My initial reaction was to just separate out responses with SUBSTRN and then combine responses of each into one variable - so if anyone had responded 1 for any of the separations, it would be combined into one variable. However, this approach neglected the fact that the first character in the string did not have a leading zero if it was a single digit response, while subsequent responses did have a leading zero if it was a single digit response. For example, in the above response - 1020812, it separates into 01, 02, 08, 12 because my code says to select the first digit of the string as a single variable and then to select by two's.

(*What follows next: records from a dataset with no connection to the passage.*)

//! The pool's observable lifecycle surface.
//!
//! Where the source this crate is modeled on registers string-keyed listeners
//! (`pool.on('connectionAddedToPool', ...)`), this crate exposes a typed enum
//! plus a sink trait: one [`PoolEvent`] variant per named event in the
//! documented event surface, delivered through an [`EventSink`] the caller
//! installs on [`PgPoolOptions`][crate::PgPoolOptions].

use std::time::Instant;

use crate::driver::{ConnectionId, DriverError};

/// A single observable moment in the pool's or a connection's lifecycle.
///
/// Variant names and payloads follow the documented event surface exactly;
/// see each variant's doc comment for the point in the protocol where it
/// fires.
#[derive(Debug)]
pub enum PoolEvent<'a> {
    /// A caller's `acquire` found no idle connection and no free slot; a
    /// [`Waiter`][crate::pool] was enqueued.
    ConnectionRequestQueued,

    /// A queued waiter was handed a connection (as opposed to timing out).
    ConnectionRequestDequeued,

    /// A new physical connection finished its handshake and joined the pool,
    /// before it becomes available to any caller.
    ConnectionAddedToPool {
        connection_id: ConnectionId,
        retry_attempt: u32,
        start_time: Instant,
    },

    /// A connection was permanently removed from the pool and `close()` was
    /// attempted on the underlying driver.
    ConnectionRemovedFromPool { connection_id: ConnectionId },

    /// A connection was released with no waiter present and pushed onto the
    /// idle set.
    ConnectionIdle { connection_id: ConnectionId },

    /// A connection was spliced out of the idle set as part of removal.
    /// Fires only when the removed connection was actually idle.
    ConnectionRemovedFromIdlePool { connection_id: ConnectionId },

    /// An idle connection was popped from the idle set and handed to a
    /// caller.
    IdleConnectionActivated { connection_id: ConnectionId },

    /// A query was denied because the connected node is a read-only replica;
    /// the connection will be removed and the query retried.
    QueryDeniedForReadOnlyTransaction { connection_id: ConnectionId },

    /// A query was denied because the driver reported a stale/unqueryable
    /// connection; the connection will be removed and the query retried.
    QueryDeniedForConnectionError { connection_id: ConnectionId },

    /// A connect attempt failed because the database is still starting up;
    /// the pool will sleep and retry.
    WaitingForDatabaseToStart { attempt: u32 },

    /// A connect attempt failed with a transient, code-matched error and
    /// will be retried.
    RetryConnectionOnError {
        attempt: u32,
        error: &'a DriverError,
    },

    /// A driver-reported error not otherwise attached to a specific outcome.
    Error {
        error: &'a DriverError,
        connection_id: Option<ConnectionId>,
    },
}

/// Receives [`PoolEvent`]s as the pool emits them.
///
/// Implementations must not block; `on_event` is called while the pool is
/// mid-operation (though never while its internal lock is held).
pub trait EventSink: Send + Sync + 'static {
    fn on_event(&self, event: &PoolEvent<'_>);
}

/// An [`EventSink`] that discards every event, used when the caller does not
/// install one.
///
/// Named after `bb8`'s `NopErrorSink`, which plays the same "silently drop
/// everything" default role in that crate's connection manager.
#[derive(Debug, Default, Clone, Copy)]
pub struct NopEventSink;

impl EventSink for NopEventSink {
    fn on_event(&self, _event: &PoolEvent<'_>) {}
}

impl<F> EventSink for F
where
    F: Fn(&PoolEvent<'_>) + Send + Sync + 'static,
{
    fn on_event(&self, event: &PoolEvent<'_>) {
        self(event)
    }
}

Which is correct. However, if someone responded, 12, then it would incorrectly break into a response of 1 and 2 - which is incorrect. Here's my code if it helps: 

 

DATA example2;
SET example;
newQ1= SUBSTRN(Q1, 1,1);  
newQ1_1 = SUBSTRN(Q1,2,2);
newQ1_2 = SUBSTRN(Q1,4,2);
newQ1_3= SUBSTRN(Q1,6,2);
newQ1_4 = SUBSTRN (Q1,8,2);
newQ1_5 = SUBSTRN (Q1,10,2);
RUN;

 

and then for each of these new variables would do something like this to combine: 

DATA example3;
SET example2;
IF newQ1 =1 or newQ1_1= 01 or newQ1_2= 01 or newQ1_3 = 01 or newQ1_4 = 01 or newQ1_5 = 01 THEN Q1_new = 1; 
... and this this for each of the above 

 

Thus, I came up with the solution of adding a leading zero only to variables that had an odd number of digits, so that the separation between variables was equal. 

Krysia24
Obsidian | Level 7

Assuming it's possible to do what I am saying, the logic is that by adding a leading zero to observations with an odd # of characters, I could then just extract the first two digits of every observation and this issue would be resolved.

Astounding
PROC Star

The first step would be to evaluate whether your data is correct as is, or whether you need to go back and re-create your data set.

 

If a person could select all 12 answers, you would end up with a 23-digit number.  That is more than SAS can accurately store.  The limit is 15 digits (16 on some operating systems, but in your survey 15 would handle all 8-answer responses).  Do you have any sense of whether anyone actually selected 9 or more items on a single question?

Krysia24
Obsidian | Level 7

Luckily, the most a person selected was six responses, and since the first response was a single digit, the longest response was only 11 characters long. 

Astounding
PROC Star

OK, here's what I'm looking at as an approach then.  Assuming that Q1 contains up to 11 digits:

 

proc format;

value odd 0-99=[z2.]

100-9999=[z4.]

10000-999999=[z6.];

1000000-99999999=[z8.]

100000000-9999999999=[z10.]

10000000000-999999999999=[z12.]

run;

 

The way I'm interpreting the problem, Q1 indicates which parts should hold 1 instead of zero.  If that's correct, this program takes the existing Q1, and assigns 1 to some parts and 0 to the remaining parts:

 

data want;

set have;

length temp $ 12;

temp = put(Q1, odd.);

array q1_new {12} q1_new1 - q1_new12;

do i=1 to 12;

   q1_new{i} = 0;

end;

if q1 > 0 then do i=1 to length(temp) by 2;

   change_this_var = input(substr(temp, i), 2.);

   q1_new{change_this_var}=1;

end;

drop temp i change_this_var;

run;

 

It's untested but looks like it should work.

 

******************************************************

 

Edited to allow 12 "new" variables instead of 6 ... each with a value of 0 or 1.

 

Cynthia_sas
SAS Super FREQ

Hi,

  And, as a comparison, here is how you would make new character variables in a program to make the new variables in a dataset.

cynthia

create_new_character_variables.png

 

Astounding
PROC Star

It sounds like your variable is numeric, taking on integer values only.  From the example, it looks like you want left-hand justified strings printing, so here is how you would do that.  (If you want right-hand justified strings instead, only minor changes would be required but the code would be longer.)

 

proc format;

value odd 0-99=[z2.]

100-9999=[z4.]

10000-999999=[z6.];

run;

 

Then apply the ODD format to the variable in question.